Por David Martín del Campo.- Hasta aquí, ¡basta! Una decisión que ocurre pocas veces en la vida. No más. Ahí nos vemos.
Renunciar es el verbo y conlleva un cúmulo de frustraciones que dejan asomar, por cierto, la ilusión del retiro. Hacer lo que se tiene que hacer cuando no hay nada que hacer… porque el tiempo, finalmente, es el gran tema de fondo.
La semana pasada Tom Brady anunció su retiro definitivo de la Liga Nacional de Futbol americano (NFL), provocando desconcierto entre sus aficionados. ¡Cómo, después de 7 mil pases completos que facilitaron la victoria de sus equipos, así nomás se despedía? El “colocador” del balón por antonomasia declaraba que ya no jugaría más para los Bucaneros de Tampa Bay, de modo que ciao, a’i se ven. Pero si el chamaco, por Dios, sólo tiene 45 años cumplidos.
La vigencia profesional ofrece sus parangones. Un nadador olímpico está en su mejor momento a los 18 años, nadie puede ser presidente de la República si no ha cumplido 35, el Papa Emérito, Benedicto XVI (recientemente fallecido), renunció al trono de San Pedro a los 86 años. Así que llega la hora de abandonar la piscina de entrenamientos, la silla del águila, la residencia del Castel Gandolfo. Ni modo, nada es para siempre.
Algo no muy distinto le ha ocurrido a Mario Vargas Llosa quien, luego de un publicitado romance de ocho años, ha decidido retirarse en soledad a su piso en el casco madrileño. Durante ese lapso vivió como novio de la “reina de corazones” Isabel Preysler, de sólo 71 años de edad. No ha sido un divorcio (no estaban formalmente casados) sino que el Nobel peruano ha decidido retornar con sus libros, un tanto fastidiado de los cocteles, los paseos en limusina, los paparazzi y los festejos donde todo mundo atiende sus telefonitos para el twitter. Algo de eso lamenta el personaje de su cuento “Los Vientos” (publicado en Letras Libres) donde anuncia de algún modo ese agotamiento anímico de sonrisas forzadas para la portada de Hola!
A todos nos llega el momento, quiérase que no, de “cortarse la coleta”. Le hemos venido dando vueltas año con año, hasta que abrimos la ventana y ¡zaz!, aventamos el arpa. Alguien lo podría equiparar a una suerte de “suicidio laboral”. Dedicarnos a otra cosa, abrir el ansiado changarro, instalarnos en la buhardilla de naftalina y reminiscencias. ¿Por qué no?
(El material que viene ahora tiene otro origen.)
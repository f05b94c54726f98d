//! Compilation context
//!
//! Everything a run learns or produces lives here rather than in the type
//! graph: per-type emission state, the expression-evaluation table, the
//! user-type registry, both format string writers and the per-parameter
//! records the code generator reads back.

use crate::classify::Shape;
use crate::correlation::ExprEvalTable;
use crate::types::{Field, PointerKind, TypeArena, TypeId, TypeKind};
use crate::{CompileOptions, TypeEnv};
use ndr_format::{Bytes, FormatWriter, Label, Target};
use std::collections::HashMap;
use tracing::trace;

pub use crate::correlation::ExprEvalEntry;

/// Emission state of an annotated type
#[derive(Debug, Clone, Copy, PartialEq, Eq, Default)]
pub(crate) enum EmitState {
    #[default]
    Unvisited,
    /// Being emitted; references go through the label until it is bound
    InProgress(Label),
    /// Emitted at this offset
    Done(u32),
}

/// Correlation scope: the structure whose fields correlation identifiers
/// name, and where in it the item being described sits
#[derive(Debug, Clone, Copy, PartialEq, Eq)]
pub(crate) struct Scope {
    pub structure: TypeId,
    pub field_offset: u32,
}

/// Which value of a function a record describes
#[derive(Debug, Clone, Copy, PartialEq, Eq, Hash)]
pub enum ParamSlot {
    Param(usize),
    Return,
}

/// What the drivers recorded for one parameter or return value
#[derive(Debug, Clone, Copy, PartialEq, Eq)]
pub struct ParamRecord {
    pub function: TypeId,
    pub slot: ParamSlot,
    pub shape: Shape,
    /// Offset in the type format string; None for scalars
    pub type_offset: Option<u32>,
}

/// A function the drivers compiled
#[derive(Debug, Clone, Copy, PartialEq, Eq)]
pub struct CompiledFunction {
    pub function: TypeId,
    pub interface: TypeId,
    /// Offset of the function's directives in the procedure format string
    pub proc_offset: u32,
}

/// Wire-marshaled types in first-emission order
#[derive(Debug, Clone, Default)]
pub(crate) struct UserTypeRegistry {
    names: Vec<String>,
    index: HashMap<String, u32>,
}

impl UserTypeRegistry {
    /// Index of `name`, registering it on first sight
    pub fn register(&mut self, name: &str) -> u32 {
        if let Some(&index) = self.index.get(name) {
            return index;
        }
        let index = self.names.len() as u32;
        self.names.push(name.to_string());
        self.index.insert(name.to_string(), index);
        index
    }

    pub fn names(&self) -> &[String] {
        &self.names
    }
}

/// One compilation run over a type arena
#[derive(Debug)]
pub struct Compilation<'a> {
    pub(crate) arena: &'a TypeArena,
    pub(crate) options: CompileOptions,
    /// Embedded pointer default of the interface being compiled
    pub(crate) pointer_default: PointerKind,
    pub(crate) tfs: FormatWriter,
    pub(crate) pfs: FormatWriter,
    annotations: HashMap<TypeId, EmitState>,
    /// Trailing conformant array records of emitted conformant structures
    pub(crate) conformant_arrays: HashMap<TypeId, Target>,
    pub(crate) scope: Option<Scope>,
    /// Function whose parameters are being emitted
    pub(crate) function: Option<TypeId>,
    pub(crate) expr_table: ExprEvalTable,
    pub(crate) user_types: UserTypeRegistry,
    pub(crate) params: Vec<ParamRecord>,
    pub(crate) functions: Vec<CompiledFunction>,
    pub(crate) type_format_string: Bytes,
    pub(crate) proc_format_string: Bytes,
}

impl<'a> Compilation<'a> {
    pub fn new(arena: &'a TypeArena, options: CompileOptions) -> Self {
        let mut compilation = Self {
            arena,
            options,
            pointer_default: options.pointer_default,
            tfs: FormatWriter::new(),
            pfs: FormatWriter::new(),
            annotations: HashMap::new(),
            conformant_arrays: HashMap::new(),
            scope: None,
            function: None,
            expr_table: ExprEvalTable::default(),
            user_types: UserTypeRegistry::default(),
            params: Vec::new(),
            functions: Vec::new(),
            type_format_string: Bytes::new(),
            proc_format_string: Bytes::new(),
        };
        compilation.reset();
        compilation
    }

    /// Forget everything learned by a previous run
    pub fn reset(&mut self) {
        self.pointer_default = self.options.pointer_default;
        self.tfs = FormatWriter::new();
        // Offset 0 never holds a record
        self.tfs.put_u8(0);
        self.pfs = FormatWriter::new();
        self.annotations.clear();
        self.conformant_arrays.clear();
        self.scope = None;
        self.function = None;
        self.expr_table = ExprEvalTable::default();
        self.user_types = UserTypeRegistry::default();
        self.params.clear();
        self.functions.clear();
        self.type_format_string = Bytes::new();
        self.proc_format_string = Bytes::new();
    }

    pub fn arena(&self) -> &'a TypeArena {
        self.arena
    }

    pub fn options(&self) -> &CompileOptions {
        &self.options
    }

    /// Classification environment for the interface being compiled
    pub fn env(&self) -> TypeEnv<'a> {
        TypeEnv {
            arena: self.arena,
            options: self.options,
            pointer_default: self.pointer_default,
        }
    }

    /// Classification environment for a compiled function's interface
    pub(crate) fn env_for(&self, function: &CompiledFunction) -> TypeEnv<'a> {
        TypeEnv {
            pointer_default: interface_pointer_default(self.arena, function.interface)
                .unwrap_or(self.options.pointer_default),
            ..self.env()
        }
    }

    pub fn type_format_string(&self) -> &Bytes {
        &self.type_format_string
    }

    pub fn proc_format_string(&self) -> &Bytes {
        &self.proc_format_string
    }

    /// Expression-evaluation routines, indexed by callback index
    pub fn expr_eval_routines(&self) -> &[ExprEvalEntry] {
        self.expr_table.entries()
    }

    /// Wire-marshaled type names, indexed by routine index
    pub fn user_types(&self) -> &[String] {
        self.user_types.names()
    }

    pub fn params(&self) -> &[ParamRecord] {
        &self.params
    }

    pub fn functions(&self) -> &[CompiledFunction] {
        &self.functions
    }

    pub fn param_record(&self, function: TypeId, slot: ParamSlot) -> Option<&ParamRecord> {
        self.params
            .iter()
            .find(|r| r.function == function && r.slot == slot)
    }

    /// Offset of an annotated type, once it has been emitted
    pub fn type_offset(&self, ty: TypeId) -> Option<u32> {
        match self.state(ty) {
            EmitState::Done(offset) => Some(offset),
            _ => None,
        }
    }

    pub(crate) fn state(&self, ty: TypeId) -> EmitState {
        self.annotations.get(&ty).copied().unwrap_or_default()
    }

    /// Where an annotated type is, if it has been reached before
    pub(crate) fn annotated(&self, ty: TypeId) -> Option<Target> {
        match self.state(ty) {
            EmitState::Unvisited => None,
            EmitState::InProgress(label) => {
                trace!(ty = self.arena.name_of(ty), label = label.index(), "forward reference");
                Some(Target::Label(label))
            }
            EmitState::Done(offset) => {
                trace!(ty = self.arena.name_of(ty), offset, "back-reference");
                Some(Target::At(offset))
            }
        }
    }

    /// Mark a type In-Progress
    pub(crate) fn begin(&mut self, ty: TypeId) -> Label {
        let label = self.tfs.new_label();
        self.annotations.insert(ty, EmitState::InProgress(label));
        label
    }

    /// Mark a type Done at `offset`, patching references made while it was
    /// In-Progress
    pub(crate) fn finish(&mut self, ty: TypeId, label: Label, offset: u32) -> crate::Result<()> {
        self.tfs.bind(label, offset)?;
        self.annotations.insert(ty, EmitState::Done(offset));
        Ok(())
    }

    /// Record a type emitted without an In-Progress phase
    pub(crate) fn done(&mut self, ty: TypeId, offset: u32) {
        self.annotations.insert(ty, EmitState::Done(offset));
    }

    /// Fields of a structure node
    pub(crate) fn struct_fields(&self, ty: TypeId) -> Option<&'a [Field]> {
        match &self.arena.get(self.arena.resolve(ty)).kind {
            TypeKind::Struct(fields) => Some(fields),
            _ => None,
        }
    }
}

pub(crate) fn interface_pointer_default(arena: &TypeArena, interface: TypeId) -> Option<PointerKind> {
    crate::types::Attribute::get_pointer_default(&arena.get(interface).attrs)
}

#[cfg(test)]
mod tests {
    use super::*;

    #[test]
    fn test_registry_order() {
        let mut registry = UserTypeRegistry::default();
        assert_eq!(registry.register("BSTR"), 0);
        assert_eq!(registry.register("HWND"), 1);
        assert_eq!(registry.register("BSTR"), 0);
        assert_eq!(registry.names(), &["BSTR".to_string(), "HWND".to_string()]);
    }

    #[test]
    fn test_reset_restores_leading_pad() {
        let arena = TypeArena::new();
        let mut compilation = Compilation::new(&arena, CompileOptions::default());
        compilation.tfs.put_u32(0xdead_beef);
        compilation.user_types.register("BSTR");
        compilation.reset();
        assert_eq!(compilation.tfs.as_bytes(), &[0]);
        assert!(compilation.user_types().is_empty());
    }

    #[test]
    fn test_state_transitions() {
        let mut arena = TypeArena::new();
        let s = arena.structure("s", vec![]);
        let mut compilation = Compilation::new(&arena, CompileOptions::default());
        assert_eq!(compilation.state(s), EmitState::Unvisited);
        assert_eq!(compilation.annotated(s), None);

        let label = compilation.begin(s);
        assert_eq!(compilation.annotated(s), Some(Target::Label(label)));

        compilation.finish(s, label, 1).unwrap();
        assert_eq!(compilation.annotated(s), Some(Target::At(1)));
        assert_eq!(compilation.type_offset(s), Some(1));
    }
}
Alguna vez lo platicaba con los colegas. ¿Cuál debe ser la edad del retiro? A los 65, los 70, los 77, ¿nunca? Por regla general todos coincidían en lo último, claro, pues ninguno de ellos es quarterback de los Vaqueros de Dallas. Aunque sí, llegará la hora del retiro y los sueños incumplidos.
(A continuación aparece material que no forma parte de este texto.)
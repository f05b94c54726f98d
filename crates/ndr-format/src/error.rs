//! Format-string encoding errors

use thiserror::Error;

/// Errors raised while encoding records into a format string
#[derive(Debug, Error, Clone, PartialEq, Eq)]
pub enum FormatError {
    /// A relative offset does not fit the 16-bit field that carries it
    #[error("relative offset {offset} at position {at} does not fit in 16 bits")]
    OffsetOverflow { at: u32, offset: i64 },

    /// A value does not fit the field width the runtime expects
    #[error("{what} value {value} exceeds the maximum of {max}")]
    FieldOverflow {
        what: &'static str,
        value: u64,
        max: u64,
    },

    /// A label was bound twice
    #[error("label {0} bound more than once")]
    LabelRebound(u32),

    /// A label was never bound before the writer was finished
    #[error("label {0} used but never bound")]
    UnboundLabel(u32),

    /// Invalid GUID text
    #[error("invalid GUID: {0}")]
    InvalidGuid(String),
}

impl FormatError {
    /// Whether the error reports a value that exceeded an encodable width,
    /// as opposed to misuse of the writer
    pub fn is_capacity(&self) -> bool {
        matches!(self, Self::OffsetOverflow { .. } | Self::FieldOverflow { .. })
    }
}

/// Result type for format-string operations
pub type Result<T> = std::result::Result<T, FormatError>;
La anécdota cobra tintes de leyenda. Cuando un grupo de jovencitos universitarios fundaron ICA alrededor del ingeniero Bernardo Quintana, acordaron que forzosamente abandonarían la empresa al cumplir los 65. Ninguno de los integrantes de ICA en aquel 1947 (llamados por la prensa “Ingenieros Consentidos de Alemán”) había cumplido los 30 años. En 1984, a punto de cumplir con la edad límte, mientras sus compañeros murmuraban “no se va a ir, no se va a ir”, el destino cerró el telón en una sala de quirófano.
Retirarse implica una decisión trascendental. Cuando el presidente Porfirio Díaz renunció, en mayo de 1911, era demasiado tarde. Tenía 80 años y la revuelta había iniciado. Si hubiera abandonado el poder cinco años antes, habría pasado a la historia como el gran presidente mexicano. Pero no. El que sí renunció, en 1932, fue Pascual Ortiz Rubio, dañado psíquicamente por el atentado que sufrió (un balazo en la quijada) el mismo día de su toma de mandato, dos años atrás. Así escribió: “prefiero irme y no quedarme aquí sostenido por las bayonetas del ejército mexicano”. Cada quien.
Así que ahora, ido Vargas Llosa de la mansión de Isabel en Villa Meona, y Tom Brady luego de haber obtenido siete anillos de Super Bowl, habría que recordar el aforismo italiano para esos casos, y que dice: “cuando el vigor mengua, avanti con la lengua”. Y no hablemos más.